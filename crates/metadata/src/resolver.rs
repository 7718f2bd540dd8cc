//! Maps a local name (and optional ordinal) to a child catalog key.
//!
//! Order, first hit wins:
//! 1. sub-numbered names ("E12.5", "E12B") drop any positional ordinal;
//! 2. ordinal lookup against the catalog-native ordinal field;
//! 3. case-sensitive title substring, first in ingest order;
//! 4. `NoMatch`.
//!
//! Store failures surface as `StoreError` and are never folded into `NoMatch`.

use tracing::debug;

use scrapefin_core::store::ChildStore;
use scrapefin_core::types::ordinal_token;
use scrapefin_core::{
    CatalogKey, Episodes, Level, ResolutionQuery, ResolutionResult, Seasons, StoreError,
};

use scrapefin_scanner::patterns::{Extraction, OrdinalPatterns};

#[derive(Default)]
pub struct IdentifierResolver {
    patterns: OrdinalPatterns,
}

impl IdentifierResolver {
    pub fn new(patterns: OrdinalPatterns) -> Self {
        Self { patterns }
    }

    /// Ordinal to look up for `name`: the supplied one, else one extracted
    /// from the name. `None` when the name is sub-numbered.
    pub fn usable_ordinal(&self, name: &str, supplied: Option<u32>) -> Option<u32> {
        match self.patterns.evaluate(name) {
            Extraction::SubNumbered => None,
            Extraction::Ordinal(extracted) => supplied.or(Some(extracted)),
            Extraction::Nothing => supplied,
        }
    }

    /// Generic child resolution with the full pattern set applied.
    pub async fn resolve_child<L: Level>(
        &self,
        store: &dyn ChildStore<L>,
        query: &ResolutionQuery<L::Parent>,
    ) -> Result<ResolutionResult<L::Child>, StoreError> {
        let ordinal = self.usable_ordinal(&query.candidate_name, query.candidate_ordinal);
        if ordinal.is_none() && query.candidate_ordinal.is_some() {
            debug!(
                parent = %query.parent,
                name = %query.candidate_name,
                "sub-numbered name, ignoring ordinal"
            );
        }

        if let Some(ordinal) = ordinal {
            let token = ordinal_token(ordinal);
            if let Some(key) = store
                .find_by_ordinal(&query.parent, &query.language, &token)
                .await?
            {
                return Ok(ResolutionResult::exact(key));
            }
        }

        self.resolve_by_name(store, query).await
    }

    pub async fn resolve_episode(
        &self,
        store: &dyn ChildStore<Episodes>,
        query: &ResolutionQuery<<Episodes as Level>::Parent>,
    ) -> Result<ResolutionResult<<Episodes as Level>::Child>, StoreError> {
        let result = self.resolve_child(store, query).await?;
        log_result("episode", &query.candidate_name, &result);
        Ok(result)
    }

    /// Seasons are matched on the supplied season number only; the episode
    /// token patterns do not apply to folder names.
    ///
    /// With a duplicate ordinal, the seasons sharing that number are taken in
    /// ingest order and the n-th (1-based) is returned. The scan runs over the
    /// same candidate set the direct lookup uses. A missing n-th season is
    /// `NoMatch`; the title fallback would hand back a sibling.
    pub async fn resolve_season(
        &self,
        store: &dyn ChildStore<Seasons>,
        query: &ResolutionQuery<<Seasons as Level>::Parent>,
    ) -> Result<ResolutionResult<<Seasons as Level>::Child>, StoreError> {
        let result = match (query.candidate_ordinal, query.duplicate_ordinal) {
            (Some(number), Some(duplicate)) if duplicate > 0 => {
                let token = ordinal_token(number);
                let hit = store
                    .list_children(&query.parent, &query.language)
                    .await?
                    .into_iter()
                    .filter(|season| season.ordinal.as_deref() == Some(token.as_str()))
                    .nth(duplicate as usize - 1);
                hit.map(|season| ResolutionResult::exact(season.key))
                    .unwrap_or_else(ResolutionResult::no_match)
            }
            (Some(number), _) => {
                let token = ordinal_token(number);
                match store
                    .find_by_ordinal(&query.parent, &query.language, &token)
                    .await?
                {
                    Some(key) => ResolutionResult::exact(key),
                    None => self.resolve_by_name(store, query).await?,
                }
            }
            (None, _) => self.resolve_by_name(store, query).await?,
        };

        log_result("season", &query.candidate_name, &result);
        Ok(result)
    }

    async fn resolve_by_name<L: Level>(
        &self,
        store: &dyn ChildStore<L>,
        query: &ResolutionQuery<L::Parent>,
    ) -> Result<ResolutionResult<L::Child>, StoreError> {
        // An empty needle would match every title.
        if query.candidate_name.trim().is_empty() {
            return Ok(ResolutionResult::no_match());
        }

        Ok(store
            .find_by_name_substring(&query.parent, &query.language, &query.candidate_name)
            .await?
            .map(ResolutionResult::by_name)
            .unwrap_or_else(ResolutionResult::no_match))
    }
}

fn log_result<K: CatalogKey>(kind: &str, name: &str, result: &ResolutionResult<K>) {
    match &result.matched {
        Some(key) => debug!(kind, name, key = %key, confidence = %result.confidence, "resolved"),
        None => debug!(kind, name, "no catalog match"),
    }
}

__EXERCISE GOAL__.
Write the records above out again precisely.

__RESPONSE AREA__.
filename crates/metadata/src/resolver.rs
repository 7718f2bd540dd8cc
//! Maps a local name (and optional ordinal) to a child catalog key.
//!
//! Order, first hit wins:
//! 1. sub-numbered names ("E12.5", "E12B") drop any positional ordinal;
//! 2. ordinal lookup against the catalog-native ordinal field;
//! 3. case-sensitive title substring, first in ingest order;
//! 4. `NoMatch`.
//!
//! Store failures surface as `StoreError` and are never folded into `NoMatch`.

use tracing::debug;

use scrapefin_core::store::ChildStore;
use scrapefin_core::types::ordinal_token;
use scrapefin_core::{
    CatalogKey, Episodes, Level, ResolutionQuery, ResolutionResult, Seasons, StoreError,
};

use scrapefin_scanner::patterns::{Extraction, OrdinalPatterns};

#[derive(Default)]
pub struct IdentifierResolver {
    patterns: OrdinalPatterns,
}

impl IdentifierResolver {
    pub fn new(patterns: OrdinalPatterns) -> Self {
        Self { patterns }
    }

    /// Ordinal to look up for `name`: the supplied one, else one extracted
    /// from the name. `None` when the name is sub-numbered.
    pub fn usable_ordinal(&self, name: &str, supplied: Option<u32>) -> Option<u32> {
        match self.patterns.evaluate(name) {
            Extraction::SubNumbered => None,
            Extraction::Ordinal(extracted) => supplied.or(Some(extracted)),
            Extraction::Nothing => supplied,
        }
    }

    /// Generic child resolution with the full pattern set applied.
    pub async fn resolve_child<L: Level>(
        &self,
        store: &dyn ChildStore<L>,
        query: &ResolutionQuery<L::Parent>,
    ) -> Result<ResolutionResult<L::Child>, StoreError> {
        let ordinal = self.usable_ordinal(&query.candidate_name, query.candidate_ordinal);
        if ordinal.is_none() && query.candidate_ordinal.is_some() {
            debug!(
                parent = %query.parent,
                name = %query.candidate_name,
                "sub-numbered name, ignoring ordinal"
            );
        }

        if let Some(ordinal) = ordinal {
            let token = ordinal_token(ordinal);
            if let Some(key) = store
                .find_by_ordinal(&query.parent, &query.language, &token)
                .await?
            {
                return Ok(ResolutionResult::exact(key));
            }
        }

        self.resolve_by_name(store, query).await
    }

    pub async fn resolve_episode(
        &self,
        store: &dyn ChildStore<Episodes>,
        query: &ResolutionQuery<<Episodes as Level>::Parent>,
    ) -> Result<ResolutionResult<<Episodes as Level>::Child>, StoreError> {
        let result = self.resolve_child(store, query).await?;
        log_result("episode", &query.candidate_name, &result);
        Ok(result)
    }

    /// Seasons are matched on the supplied season number only; the episode
    /// token patterns do not apply to folder names.
    ///
    /// With a duplicate ordinal, the seasons sharing that number are taken in
    /// ingest order and the n-th (1-based) is returned. The scan runs over the
    /// same candidate set the direct lookup uses. A missing n-th season is
    /// `NoMatch`; the title fallback would hand back a sibling.
    pub async fn resolve_season(
        &self,
        store: &dyn ChildStore<Seasons>,
        query: &ResolutionQuery<<Seasons as Level>::Parent>,
    ) -> Result<ResolutionResult<<Seasons as Level>::Child>, StoreError> {
        let result = match (query.candidate_ordinal, query.duplicate_ordinal) {
            (Some(number), Some(duplicate)) if duplicate > 0 => {
                let token = ordinal_token(number);
                let hit = store
                    .list_children(&query.parent, &query.language)
                    .await?
                    .into_iter()
                    .filter(|season| season.ordinal.as_deref() == Some(token.as_str()))
                    .nth(duplicate as usize - 1);
                hit.map(|season| ResolutionResult::exact(season.key))
                    .unwrap_or_else(ResolutionResult::no_match)
            }
            (Some(number), _) => {
                let token = ordinal_token(number);
                match store
                    .find_by_ordinal(&query.parent, &query.language, &token)
                    .await?
                {
                    Some(key) => ResolutionResult::exact(key),
                    None => self.resolve_by_name(store, query).await?,
                }
            }
            (None, _) => self.resolve_by_name(store, query).await?,
        };

        log_result("season", &query.candidate_name, &result);
        Ok(result)
    }

    async fn resolve_by_name<L: Level>(
        &self,
        store: &dyn ChildStore<L>,
        query: &ResolutionQuery<L::Parent>,
    ) -> Result<ResolutionResult<L::Child>, StoreError> {
        // An empty needle would match every title.
        if query.candidate_name.trim().is_empty() {
            return Ok(ResolutionResult::no_match());
        }

        Ok(store
            .find_by_name_substring(&query.parent, &query.language, &query.candidate_name)
            .await?
            .map(ResolutionResult::by_name)
            .unwrap_or_else(ResolutionResult::no_match))
    }
}

fn log_result<K: CatalogKey>(kind: &str, name: &str, result: &ResolutionResult<K>) {
    match &result.matched {
        Some(key) => debug!(kind, name, key = %key, confidence = %result.confidence, "resolved"),
        None => debug!(kind, name, "no catalog match"),
    }
}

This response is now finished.